I disagree about this being an exercise in elitism or snobbery. I think that most gardeners aspire to the quality of garden design and care they see in the great gardens, books and magazines they see, but don’t know how to achieve it or just don’t make it a priority to invest their time, energy or imagination in achieving it. My hope is to not just pick fights at other peoples’ expense, but to follow up by giving sound advice about not only the aesthetic issues but also the environmental damage and eventual demise of gardens that are managed with too heavy a hand.
I suspect that if you look for photos of ‘meatball’ shrubs in America before 1945, you won’t find any. My guess is that the first meatballs were pruned by soldiers who served in occupied Japan in the late 40’s and returned home to the GI Bill, the suburbs and a front yard to look after.
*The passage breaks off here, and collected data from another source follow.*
use std::path::Path;

use anyhow::Result;

use glosstrack::render::html::to_html;
use glosstrack::{render_plain, Config, TimeRangeChunk};

use super::load_chunk_set;

pub async fn cmd_render(path: &Path, at: Option<f64>, html: bool, config: &Config) -> Result<()> {
    let chunk_set = load_chunk_set(path, None, config).await?;
    let chunks: Vec<&TimeRangeChunk> = match at {
        Some(t) => chunk_set.get_chunks_at_time(t),
        None => chunk_set.iter().collect(),
    };

    let renderer = config.renderer();
    for chunk in chunks {
        let tree = renderer.render(chunk.anno_text());
        if html {
            let range = chunk.range();
            println!(
                "<p data-begin=\"{}\" data-end=\"{}\">{}</p>",
                range.begin,
                range.end,
                to_html(&tree)
            );
        } else {
            print!("{}", render_plain(&tree));
        }
    }
    Ok(())
}
//! Subtitle ingestion for glosstrack
//!
//! Turns subtitle files into time-indexed annotated text.
//!
//! # Features
//!
//! - **SRT parsing** - best-effort, CRLF tolerant, malformed blocks skipped
//! - **Language detection** - script-count heuristic over supported languages
//! - **Track loading** - one auto-annotated chunk per subtitle block
//!
//! # Example
//!
//! ```rust
//! use glosstrack::subtitle::load_subtitle_track;
//!
//! let srt = "1\n00:00:01,000 --> 00:00:03,500\nこんにちは\n\n";
//! let track = load_subtitle_track(srt, None, None)?;
//! assert_eq!(track.language, "ja");
//! assert_eq!(track.chunk_set.get_chunks_at_time(2.0).len(), 1);
//! # Ok::<(), glosstrack::AnnoError>(())
//! ```

pub mod srt;
pub mod track;

pub use srt::{parse_srt, SubtitleRecord};
pub use track::{detect_language, load_subtitle_track, SubtitleTrack, SUPPORTED_LANGUAGES};
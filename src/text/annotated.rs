use std::sync::Arc;

use chrono::{DateTime, Utc};
use serde::{Deserialize, Serialize};

use super::annotation::{Annotation, AnnotationData, AnnotationId, AnnotationKind, HighlightMark};
use super::codepoint::CodepointText;
use crate::error::{AnnoError, Result};

/// Text plus a collection of ranged annotations.
///
/// Values are never mutated in place. Every editing operation returns a new
/// `AnnotatedText` and the caller decides whether to swap its reference. The
/// underlying text is shared between revisions since edits never change it.
///
/// Same-kind annotations must not overlap. This is a caller contract, not
/// something [`add_annotation`](Self::add_annotation) checks: clear the kind
/// over the range first (see [`set_ruby`](Self::set_ruby)).
#[derive(Debug, Clone, PartialEq)]
pub struct AnnotatedText {
    text: Arc<CodepointText>,
    annotations: Vec<Annotation>,
}

impl AnnotatedText {
    /// Create an annotated text with no annotations
    #[must_use]
    pub fn new(text: impl Into<CodepointText>) -> Self {
        Self {
            text: Arc::new(text.into()),
            annotations: Vec::new(),
        }
    }

    #[must_use]
    pub fn text(&self) -> &CodepointText {
        &self.text
    }

    /// Length of the text in code points
    #[must_use]
    pub fn len(&self) -> usize {
        self.text.len()
    }

    #[must_use]
    pub fn is_empty(&self) -> bool {
        self.text.is_empty()
    }

    /// All annotations in insertion order
    #[must_use]
    pub fn annotations(&self) -> &[Annotation] {
        &self.annotations
    }

    #[must_use]
    pub fn annotation(&self, id: AnnotationId) -> Option<&Annotation> {
        self.annotations.iter().find(|a| a.id == id)
    }

    /// Every annotation intersecting `[begin, end)`, ordered by
    /// `(cp_begin, cp_end)` with insertion order breaking ties.
    #[must_use]
    pub fn get_in_range(&self, begin: usize, end: usize) -> Vec<&Annotation> {
        self.collect_sorted(|a| a.overlaps(begin, end))
    }

    /// Like [`get_in_range`](Self::get_in_range), restricted to one kind
    #[must_use]
    pub fn get_kind_in_range(&self, kind: &AnnotationKind, begin: usize, end: usize) -> Vec<&Annotation> {
        self.collect_sorted(|a| a.overlaps(begin, end) && a.kind() == *kind)
    }

    /// Annotations of `kind` covering the code point at `index`
    #[must_use]
    pub fn get_kind_at_index(&self, kind: &AnnotationKind, index: usize) -> Vec<&Annotation> {
        self.get_kind_in_range(kind, index, index.saturating_add(1))
    }

    fn collect_sorted(&self, keep: impl Fn(&Annotation) -> bool) -> Vec<&Annotation> {
        let mut hits: Vec<&Annotation> = self.annotations.iter().filter(|a| keep(a)).collect();
        hits.sort_by_key(|a| (a.cp_begin, a.cp_end));
        hits
    }

    /// Add an annotation with a fresh id over `[begin, end)`.
    ///
    /// Fails with [`AnnoError::OutOfRange`] if the range does not fit the
    /// text. Does not check for same-kind overlap.
    pub fn add_annotation(&self, begin: usize, end: usize, data: AnnotationData) -> Result<Self> {
        self.insert_annotation(Annotation::new(begin, end, data))
    }

    /// Add a pre-built annotation, keeping its id. Useful when the caller
    /// needs to know the id up front.
    pub fn insert_annotation(&self, annotation: Annotation) -> Result<Self> {
        self.check_range(annotation.cp_begin, annotation.cp_end)?;
        let mut next = self.clone();
        next.annotations.push(annotation);
        Ok(next)
    }

    /// Add several annotations at once. Either all are added or, if any range
    /// is invalid, none are.
    pub fn insert_annotations(&self, batch: impl IntoIterator<Item = Annotation>) -> Result<Self> {
        let mut next = self.clone();
        for annotation in batch {
            self.check_range(annotation.cp_begin, annotation.cp_end)?;
            next.annotations.push(annotation);
        }
        Ok(next)
    }

    /// Remove every annotation of `kind` intersecting `[begin, end)`.
    ///
    /// Partially overlapping annotations are dropped whole, never trimmed.
    #[must_use]
    pub fn clear_kind_in_range(&self, begin: usize, end: usize, kind: &AnnotationKind) -> Self {
        Self {
            text: Arc::clone(&self.text),
            annotations: self
                .annotations
                .iter()
                .filter(|a| !(a.overlaps(begin, end) && a.kind() == *kind))
                .cloned()
                .collect(),
        }
    }

    /// Remove one annotation by id.
    ///
    /// An unknown id is reported as [`AnnoError::AnnotationNotFound`]; the
    /// receiver is untouched either way.
    pub fn delete_annotation(&self, id: AnnotationId) -> Result<Self> {
        let pos = self
            .annotations
            .iter()
            .position(|a| a.id == id)
            .ok_or(AnnoError::AnnotationNotFound(id))?;
        let mut next = self.clone();
        next.annotations.remove(pos);
        Ok(next)
    }

    /// Replace the ruby over `[begin, end)` with `ruby_text`. Existing ruby
    /// touching the range is removed first; an empty (after trimming)
    /// `ruby_text` only clears.
    pub fn set_ruby(&self, begin: usize, end: usize, ruby_text: &str) -> Result<Self> {
        self.check_range(begin, end)?;
        let cleared = self.clear_kind_in_range(begin, end, &AnnotationKind::Ruby);
        let ruby_text = ruby_text.trim();
        if ruby_text.is_empty() {
            return Ok(cleared);
        }
        cleared.add_annotation(begin, end, AnnotationData::Ruby(ruby_text.to_string()))
    }

    /// Tag `[begin, end)` with a lemma. An empty (after trimming) lemma is a
    /// no-op.
    pub fn set_lemma(&self, begin: usize, end: usize, lemma: &str) -> Result<Self> {
        let lemma = lemma.trim();
        if lemma.is_empty() {
            self.check_range(begin, end)?;
            return Ok(self.clone());
        }
        self.add_annotation(begin, end, AnnotationData::Lemma(lemma.to_string()))
    }

    /// Mark `[begin, end)` as belonging to highlight set `set_id`
    pub fn add_highlight(
        &self,
        begin: usize,
        end: usize,
        set_id: impl Into<String>,
        timestamp: DateTime<Utc>,
    ) -> Result<Self> {
        self.add_annotation(
            begin,
            end,
            AnnotationData::Highlight(HighlightMark::new(set_id, timestamp)),
        )
    }

    fn check_range(&self, begin: usize, end: usize) -> Result<()> {
        if self.text.contains_range(begin, end) {
            Ok(())
        } else {
            Err(AnnoError::OutOfRange {
                begin,
                end,
                len: self.text.len(),
            })
        }
    }

    /// Flatten into the portable representation
    pub fn to_portable(&self) -> Result<PortableAnnotatedText> {
        let annotations = self
            .annotations
            .iter()
            .map(|a| {
                let (kind, data) = a.data.to_portable()?;
                Ok(PortableAnnotation {
                    id: a.id,
                    cp_begin: a.cp_begin,
                    cp_end: a.cp_end,
                    kind,
                    data,
                })
            })
            .collect::<Result<Vec<_>>>()?;

        Ok(PortableAnnotatedText {
            text: self.text.to_string(),
            annotations,
        })
    }

    /// Rebuild from the portable representation, validating every range
    pub fn from_portable(portable: PortableAnnotatedText) -> Result<Self> {
        let text = CodepointText::new(&portable.text);
        let annotations = portable
            .annotations
            .into_iter()
            .map(|p| {
                if !text.contains_range(p.cp_begin, p.cp_end) {
                    return Err(AnnoError::OutOfRange {
                        begin: p.cp_begin,
                        end: p.cp_end,
                        len: text.len(),
                    });
                }
                Ok(Annotation {
                    id: p.id,
                    cp_begin: p.cp_begin,
                    cp_end: p.cp_end,
                    data: AnnotationData::from_portable(&p.kind, p.data)?,
                })
            })
            .collect::<Result<Vec<_>>>()?;

        Ok(Self {
            text: Arc::new(text),
            annotations,
        })
    }
}

/// Wire form of an [`AnnotatedText`]
#[derive(Debug, Clone, PartialEq, Serialize, Deserialize)]
pub struct PortableAnnotatedText {
    pub text: String,
    #[serde(default)]
    pub annotations: Vec<PortableAnnotation>,
}

/// Wire form of an [`Annotation`]
#[derive(Debug, Clone, PartialEq, Serialize, Deserialize)]
#[serde(rename_all = "camelCase")]
pub struct PortableAnnotation {
    pub id: AnnotationId,
    pub cp_begin: usize,
    pub cp_end: usize,
    pub kind: String,
    #[serde(default)]
    pub data: serde_json::Value,
}
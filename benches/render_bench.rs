//! Benchmarks for rendering annotated text into a nested tree.
//!
//! Run with: `cargo bench --bench render_bench`

use criterion::{black_box, criterion_group, criterion_main, BenchmarkId, Criterion, Throughput};
use glosstrack::render::html::to_html;
use glosstrack::{render, AnnotatedText, AnnotationData};

/// A line of `len` characters with ruby on every other pair, a lemma per
/// word and a few long highlights crossing word boundaries.
fn generate_text(len: usize) -> AnnotatedText {
    let raw: String = "漢字かなカナ".chars().cycle().take(len).collect();
    let mut text = AnnotatedText::new(raw.as_str());
    for begin in (0..len.saturating_sub(2)).step_by(4) {
        text = text
            .add_annotation(begin, begin + 2, AnnotationData::Ruby("かんじ".into()))
            .and_then(|t| t.add_annotation(begin, begin + 3, AnnotationData::Lemma("漢字".into())))
            .expect("ranges fit the text");
    }
    for begin in (1..len.saturating_sub(7)).step_by(11) {
        text = text
            .add_annotation(
                begin,
                begin + 7,
                AnnotationData::Custom {
                    kind: "note".into(),
                    value: serde_json::Value::Null,
                },
            )
            .expect("ranges fit the text");
    }
    text
}

fn bench_render(c: &mut Criterion) {
    let mut group = c.benchmark_group("render");
    for len in [16, 64, 256] {
        let text = generate_text(len);
        group.throughput(Throughput::Elements(len as u64));
        group.bench_with_input(BenchmarkId::new("tree", len), &text, |b, text| {
            b.iter(|| black_box(render(black_box(text))));
        });
        group.bench_with_input(BenchmarkId::new("html", len), &text, |b, text| {
            b.iter(|| black_box(to_html(&render(black_box(text)))));
        });
    }
    group.finish();
}

criterion_group!(benches, bench_render);

criterion_main!(benches);
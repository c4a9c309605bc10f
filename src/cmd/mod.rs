mod at;
mod ingest;
mod range;
mod render;

pub use at::cmd_at;
pub use ingest::cmd_ingest;
pub use range::cmd_range;
pub use render::cmd_render;

use std::path::Path;

use anyhow::{Context, Result};

use glosstrack::{load_subtitle_track, render_plain, ChunkSet, Config, PortableChunkSet, TimeRangeChunk};

/// Load a chunk set from an SRT file or a portable `.json` dump.
///
/// `language` wins over the configured ingest language; neither applies to
/// JSON input.
pub async fn load_chunk_set(path: &Path, language: Option<&str>, config: &Config) -> Result<ChunkSet> {
    let content = tokio::fs::read_to_string(path)
        .await
        .with_context(|| format!("failed to read {}", path.display()))?;

    let is_json = path
        .extension()
        .is_some_and(|ext| ext.eq_ignore_ascii_case("json"));

    if is_json {
        let portable: PortableChunkSet = serde_json::from_str(&content)
            .with_context(|| format!("invalid chunk set JSON in {}", path.display()))?;
        return ChunkSet::from_portable(portable)
            .with_context(|| format!("invalid chunk set in {}", path.display()));
    }

    let language = language.or(config.ingest.language.as_deref());
    let track = load_subtitle_track(&content, language, None)
        .with_context(|| format!("failed to ingest {}", path.display()))?;
    Ok(track.chunk_set)
}

/// One line per chunk: `begin --> end  text`, with line breaks shown as ` / `
pub fn print_chunks(chunks: &[&TimeRangeChunk], config: &Config) {
    let renderer = config.renderer();
    for chunk in chunks {
        let range = chunk.range();
        let text = render_plain(&renderer.render(chunk.anno_text()));
        let text = text.trim_end_matches('\n').replace('\n', " / ");
        println!("{:>9.3} --> {:<9.3}  {text}", range.begin, range.end);
    }
}
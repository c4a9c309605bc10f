//! Annotated text engine.
//!
//! A text unit (one subtitle line, a video title, ...) is stored as a
//! [`CodepointText`] with any number of ranged [`Annotation`]s on top.
//!
//! - **Code-point addressing** - offsets never fall inside a character
//! - **Copy-on-write** - every edit returns a new [`AnnotatedText`]
//! - **Cross-kind overlap** - a highlight may span two lemma-tagged words
//!
//! # Example
//!
//! ```rust
//! use glosstrack::text::{AnnotatedText, AnnotationData, AnnotationKind};
//!
//! let text = AnnotatedText::new("食べる")
//!     .add_annotation(0, 3, AnnotationData::Lemma("食べる".into()))?;
//! assert_eq!(text.get_kind_at_index(&AnnotationKind::Lemma, 1).len(), 1);
//! # Ok::<(), glosstrack::AnnoError>(())
//! ```

mod annotated;
mod annotation;
mod codepoint;

pub use annotated::{AnnotatedText, PortableAnnotatedText, PortableAnnotation};
pub use annotation::{Annotation, AnnotationData, AnnotationId, AnnotationKind, HighlightMark};
pub use codepoint::{codepoint_len, CodepointText};
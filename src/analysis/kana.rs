//! Hiragana / katakana normalisation.
//!
//! Both syllabaries occupy parallel Unicode blocks 0x60 apart, so conversion
//! is a per-character offset. Everything outside the convertible range
//! (kanji, the long-vowel mark, Latin, ...) passes through unchanged.

const KANA_OFFSET: u32 = 0x60;

fn is_convertible_hiragana(c: char) -> bool {
    matches!(c, '\u{3041}'..='\u{3096}' | '\u{309D}'..='\u{309E}')
}

fn is_convertible_katakana(c: char) -> bool {
    matches!(c, '\u{30A1}'..='\u{30F6}' | '\u{30FD}'..='\u{30FE}')
}

fn shift(c: char, up: bool) -> char {
    let code = if up {
        u32::from(c) + KANA_OFFSET
    } else {
        u32::from(c) - KANA_OFFSET
    };
    char::from_u32(code).unwrap_or(c)
}

/// Convert hiragana in `s` to katakana
#[must_use]
pub fn hira_to_kata(s: &str) -> String {
    s.chars()
        .map(|c| if is_convertible_hiragana(c) { shift(c, true) } else { c })
        .collect()
}

/// Convert katakana in `s` to hiragana
#[must_use]
pub fn kata_to_hira(s: &str) -> String {
    s.chars()
        .map(|c| if is_convertible_katakana(c) { shift(c, false) } else { c })
        .collect()
}

/// Whether `c` is hiragana or katakana (including the prolonged sound mark)
#[must_use]
pub fn is_kana(c: char) -> bool {
    matches!(c, '\u{3041}'..='\u{309F}' | '\u{30A0}'..='\u{30FF}' | '\u{31F0}'..='\u{31FF}')
}
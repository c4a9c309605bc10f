//! `glosstrack` - Annotated transcript text for language-learning players
//!
//! # Features
//!
//! - **Annotated text**: immutable code-point text with ruby, lemma, highlight
//!   and custom annotations over half-open ranges
//! - **Rendering**: overlapping annotations resolved into a well-nested tree,
//!   plain text or HTML
//! - **Auto-annotation**: morphological analyzer tokens mapped to ruby
//! - **Time chunks**: subtitle lines indexed by whole second for O(1) playback
//!   lookup
//! - **Ingestion**: SRT parsing and language detection
//!
//! # Example
//!
//! ```rust
//! use glosstrack::{load_subtitle_track, render, render_plain};
//!
//! let srt = "1\n00:00:01,000 --> 00:00:03,500\nこんにちは\n\n";
//! let track = load_subtitle_track(srt, None, None)?;
//! for chunk in track.chunk_set.get_chunks_at_time(1.5) {
//!     println!("{}", render_plain(&render(chunk.anno_text())));
//! }
//! # Ok::<(), glosstrack::AnnoError>(())
//! ```

pub mod analysis;
pub mod chunk;
pub mod config;
pub mod error;
pub mod lookup;
pub mod render;
pub mod subtitle;
pub mod text;

pub use analysis::{Analyzer, AnalyzerSlot, AutoAnnotator, MapperConfig, PositionBase, Token};
pub use chunk::{ChunkId, ChunkSet, PortableChunkSet, TimeRange, TimeRangeChunk};
pub use config::Config;
pub use error::{AnnoError, Result};
pub use lookup::{lemma_links, DictionarySite, LemmaLinks};
pub use render::{render, render_plain, KindPriority, RenderNode, Renderer};
pub use subtitle::{detect_language, load_subtitle_track, parse_srt, SubtitleRecord, SubtitleTrack};
pub use text::{
    AnnotatedText, Annotation, AnnotationData, AnnotationId, AnnotationKind, CodepointText,
    HighlightMark, PortableAnnotatedText,
};

/// Version of glosstrack
pub const VERSION: &str = env!("CARGO_PKG_VERSION");
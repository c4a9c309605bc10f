//! Time-range chunks and the second-bucket index over them.
//!
//! A [`ChunkSet`] maps a continuous playback-time axis onto discrete text
//! chunks (subtitle lines). Lookups go through a coarse index keyed by
//! integer second and then re-check exact half-open containment, so the
//! index may over-report but results never do.
//!
//! # Example
//!
//! ```rust
//! use glosstrack::chunk::{ChunkSet, TimeRangeChunk};
//! use glosstrack::text::AnnotatedText;
//!
//! let chunk = TimeRangeChunk::new(1.0, 3.5, AnnotatedText::new("こんにちは\n"))?;
//! let set = ChunkSet::new(vec![chunk])?;
//! assert_eq!(set.get_chunks_at_time(2.0).len(), 1);
//! assert!(set.get_chunks_at_time(4.0).is_empty());
//! # Ok::<(), glosstrack::AnnoError>(())
//! ```

use std::collections::HashMap;
use std::fmt;
use std::str::FromStr;
use std::sync::Arc;

use serde::{Deserialize, Serialize};
use tracing::debug;
use uuid::Uuid;

use crate::error::{AnnoError, Result};
use crate::text::{AnnotatedText, PortableAnnotatedText};

/// Opaque unique identifier of a chunk
#[derive(Debug, Clone, Copy, PartialEq, Eq, Hash, PartialOrd, Ord, Serialize, Deserialize)]
#[serde(transparent)]
pub struct ChunkId(Uuid);

impl ChunkId {
    #[must_use]
    pub fn new() -> Self {
        Self(Uuid::new_v4())
    }
}

impl Default for ChunkId {
    fn default() -> Self {
        Self::new()
    }
}

impl fmt::Display for ChunkId {
    fn fmt(&self, f: &mut fmt::Formatter<'_>) -> fmt::Result {
        self.0.fmt(f)
    }
}

impl FromStr for ChunkId {
    type Err = uuid::Error;

    fn from_str(s: &str) -> std::result::Result<Self, Self::Err> {
        Uuid::parse_str(s).map(Self)
    }
}

/// Upper bound for chunk times: 100 hours, just past the largest SRT
/// timestamp `99:59:59,999`. Keeps the per-second index bounded.
pub const MAX_TIME_SECONDS: f64 = 360_000.0;

/// Half-open playback interval `[begin, end)` in seconds
#[derive(Debug, Clone, Copy, PartialEq, Serialize, Deserialize)]
pub struct TimeRange {
    pub begin: f64,
    pub end: f64,
}

impl TimeRange {
    /// Fails unless `0 <= begin <= end <= MAX_TIME_SECONDS`
    pub fn new(begin: f64, end: f64) -> Result<Self> {
        if begin.is_finite()
            && end.is_finite()
            && 0.0 <= begin
            && begin <= end
            && end <= MAX_TIME_SECONDS
        {
            Ok(Self { begin, end })
        } else {
            Err(AnnoError::InvalidTimeRange { begin, end })
        }
    }

    #[must_use]
    pub fn contains(&self, t: f64) -> bool {
        t >= self.begin && t < self.end
    }

    #[must_use]
    pub fn intersects(&self, begin: f64, end: f64) -> bool {
        end > self.begin && begin < self.end
    }

    /// Integer seconds this range is bucketed under, `floor(begin)..=floor(end)`
    fn seconds(&self) -> std::ops::RangeInclusive<i64> {
        (self.begin.floor() as i64)..=(self.end.floor() as i64)
    }
}

/// One time-bounded unit of annotated text. Immutable.
#[derive(Debug, Clone, PartialEq)]
pub struct TimeRangeChunk {
    uid: ChunkId,
    range: TimeRange,
    anno_text: AnnotatedText,
}

impl TimeRangeChunk {
    /// New chunk with a fresh id
    pub fn new(begin: f64, end: f64, anno_text: AnnotatedText) -> Result<Self> {
        Ok(Self {
            uid: ChunkId::new(),
            range: TimeRange::new(begin, end)?,
            anno_text,
        })
    }

    #[must_use]
    pub fn with_id(uid: ChunkId, range: TimeRange, anno_text: AnnotatedText) -> Self {
        Self {
            uid,
            range,
            anno_text,
        }
    }

    #[must_use]
    pub fn uid(&self) -> ChunkId {
        self.uid
    }

    #[must_use]
    pub fn range(&self) -> TimeRange {
        self.range
    }

    #[must_use]
    pub fn anno_text(&self) -> &AnnotatedText {
        &self.anno_text
    }
}

/// Integer second -> ids of chunks touching that second, in construction order
type SecondIndex = HashMap<i64, Vec<ChunkId>>;

/// Indexed collection of chunks.
///
/// Built once from a chunk list; any change produces a new set. Chunks and
/// the index are shared between revisions, so replacing one chunk's text
/// copies only pointers.
#[derive(Debug, Clone)]
pub struct ChunkSet {
    chunks: Vec<Arc<TimeRangeChunk>>,
    slots: Arc<HashMap<ChunkId, usize>>,
    index: Arc<SecondIndex>,
    /// Smallest and largest index key
    span: Option<(i64, i64)>,
}

impl ChunkSet {
    /// Index `chunks`. Fails on duplicate chunk ids and on ranges
    /// [`TimeRange::new`] would reject.
    pub fn new(chunks: Vec<TimeRangeChunk>) -> Result<Self> {
        let mut slots = HashMap::with_capacity(chunks.len());
        let mut index: SecondIndex = HashMap::new();

        for (slot, chunk) in chunks.iter().enumerate() {
            if slots.insert(chunk.uid, slot).is_some() {
                return Err(AnnoError::DuplicateChunk(chunk.uid));
            }
            let range = TimeRange::new(chunk.range.begin, chunk.range.end)?;
            for second in range.seconds() {
                index.entry(second).or_default().push(chunk.uid);
            }
        }

        debug!(
            "Indexed {} chunks into {} second buckets",
            chunks.len(),
            index.len()
        );

        let span = index.keys().min().copied().zip(index.keys().max().copied());

        Ok(Self {
            chunks: chunks.into_iter().map(Arc::new).collect(),
            slots: Arc::new(slots),
            index: Arc::new(index),
            span,
        })
    }

    #[must_use]
    pub fn len(&self) -> usize {
        self.chunks.len()
    }

    #[must_use]
    pub fn is_empty(&self) -> bool {
        self.chunks.is_empty()
    }

    #[must_use]
    pub fn get(&self, id: ChunkId) -> Option<&TimeRangeChunk> {
        self.slots.get(&id).map(|&slot| &*self.chunks[slot])
    }

    /// Chunks in construction order
    pub fn iter(&self) -> impl Iterator<Item = &TimeRangeChunk> {
        self.chunks.iter().map(|c| &**c)
    }

    /// Chunk ids in construction order
    pub fn chunk_ids(&self) -> impl Iterator<Item = ChunkId> + '_ {
        self.chunks.iter().map(|c| c.uid)
    }

    fn bucket(&self, second: i64) -> impl Iterator<Item = &TimeRangeChunk> {
        self.index
            .get(&second)
            .into_iter()
            .flatten()
            .filter_map(|id| self.get(*id))
    }

    /// Chunks whose range contains `t`, in construction order
    #[must_use]
    pub fn get_chunks_at_time(&self, t: f64) -> Vec<&TimeRangeChunk> {
        if !t.is_finite() {
            return Vec::new();
        }
        self.bucket(t.floor() as i64)
            .filter(|c| c.range.contains(t))
            .collect()
    }

    /// Last of [`get_chunks_at_time`](Self::get_chunks_at_time), if any
    #[must_use]
    pub fn get_last_chunk_at_time(&self, t: f64) -> Option<&TimeRangeChunk> {
        self.get_chunks_at_time(t).pop()
    }

    /// Chunks intersecting `[begin, end)`, each once, in construction order
    #[must_use]
    pub fn get_chunks_in_range(&self, begin: f64, end: f64) -> Vec<&TimeRangeChunk> {
        if !(begin.is_finite() && end.is_finite()) || begin > end {
            return Vec::new();
        }
        let Some((first, last)) = self.span else {
            return Vec::new();
        };
        let from = (begin.floor() as i64).max(first);
        let to = (end.floor() as i64).min(last);
        let mut hits: Vec<usize> = (from..=to)
            .flat_map(|second| self.index.get(&second).into_iter().flatten())
            .filter_map(|id| self.slots.get(id).copied())
            .filter(|&slot| self.chunks[slot].range.intersects(begin, end))
            .collect();
        hits.sort_unstable();
        hits.dedup();
        hits.into_iter().map(|slot| &*self.chunks[slot]).collect()
    }

    /// Replace one chunk's text. Timing is unchanged, so the index is reused.
    pub fn set_chunk_anno_text(&self, id: ChunkId, anno_text: AnnotatedText) -> Result<Self> {
        let slot = *self.slots.get(&id).ok_or(AnnoError::ChunkNotFound(id))?;
        let mut chunks = self.chunks.clone();
        let old = &chunks[slot];
        chunks[slot] = Arc::new(TimeRangeChunk::with_id(old.uid, old.range, anno_text));
        Ok(Self {
            chunks,
            slots: Arc::clone(&self.slots),
            index: Arc::clone(&self.index),
            span: self.span,
        })
    }

    /// Flatten into the portable representation. The index is not stored.
    pub fn to_portable(&self) -> Result<PortableChunkSet> {
        let chunks = self
            .iter()
            .map(|c| {
                Ok(PortableChunk {
                    uid: c.uid,
                    range: c.range,
                    anno_text: c.anno_text.to_portable()?,
                })
            })
            .collect::<Result<Vec<_>>>()?;
        Ok(PortableChunkSet { chunks })
    }

    /// Rebuild from the portable representation, re-indexing from scratch
    pub fn from_portable(portable: PortableChunkSet) -> Result<Self> {
        let chunks = portable
            .chunks
            .into_iter()
            .map(|c| {
                let range = TimeRange::new(c.range.begin, c.range.end)?;
                let anno_text = AnnotatedText::from_portable(c.anno_text)?;
                Ok(TimeRangeChunk::with_id(c.uid, range, anno_text))
            })
            .collect::<Result<Vec<_>>>()?;
        Self::new(chunks)
    }
}

impl PartialEq for ChunkSet {
    fn eq(&self, other: &Self) -> bool {
        self.chunks == other.chunks
    }
}

/// Wire form of a [`ChunkSet`]
#[derive(Debug, Clone, PartialEq, Serialize, Deserialize)]
pub struct PortableChunkSet {
    pub chunks: Vec<PortableChunk>,
}

/// Wire form of a [`TimeRangeChunk`]
#[derive(Debug, Clone, PartialEq, Serialize, Deserialize)]
#[serde(rename_all = "camelCase")]
pub struct PortableChunk {
    pub uid: ChunkId,
    pub range: TimeRange,
    pub anno_text: PortableAnnotatedText,
}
Mostly they were working class guys with an underdeveloped aesthetic sense who did their best to copy the amazing gardens they saw in Japan. It spread from there as a way to distinguish a ‘cared for’ yard from an unkempt nature. (I’m a woodsman and forager of the first water, but there are some stages in which nature looks downright trashy.) I don’t mind people getting their jollies from other people’s ‘clip-tomania’ (I just invented that word 🙂 But I do wonder if there is a practical mechanism/pipeline for educating business owners, homeowners and landscapers about more cost-effective and sustainable options…..
Green and purple seem to like extra ordinary into their yards around the gardens,
I have to send you a pic of this house nearby, with a forsythia hedge cut into ‘BOB’ . I kid you not. Will wait for it to bloom, loudly shouting BOB!!!
Goodness me, I wanted to make a point but am almost exhausted by the barrage above mine. Let us teach people to Slow Garden: to grow from seeds and divisions and cuttings and have the patience to treat plants with respect.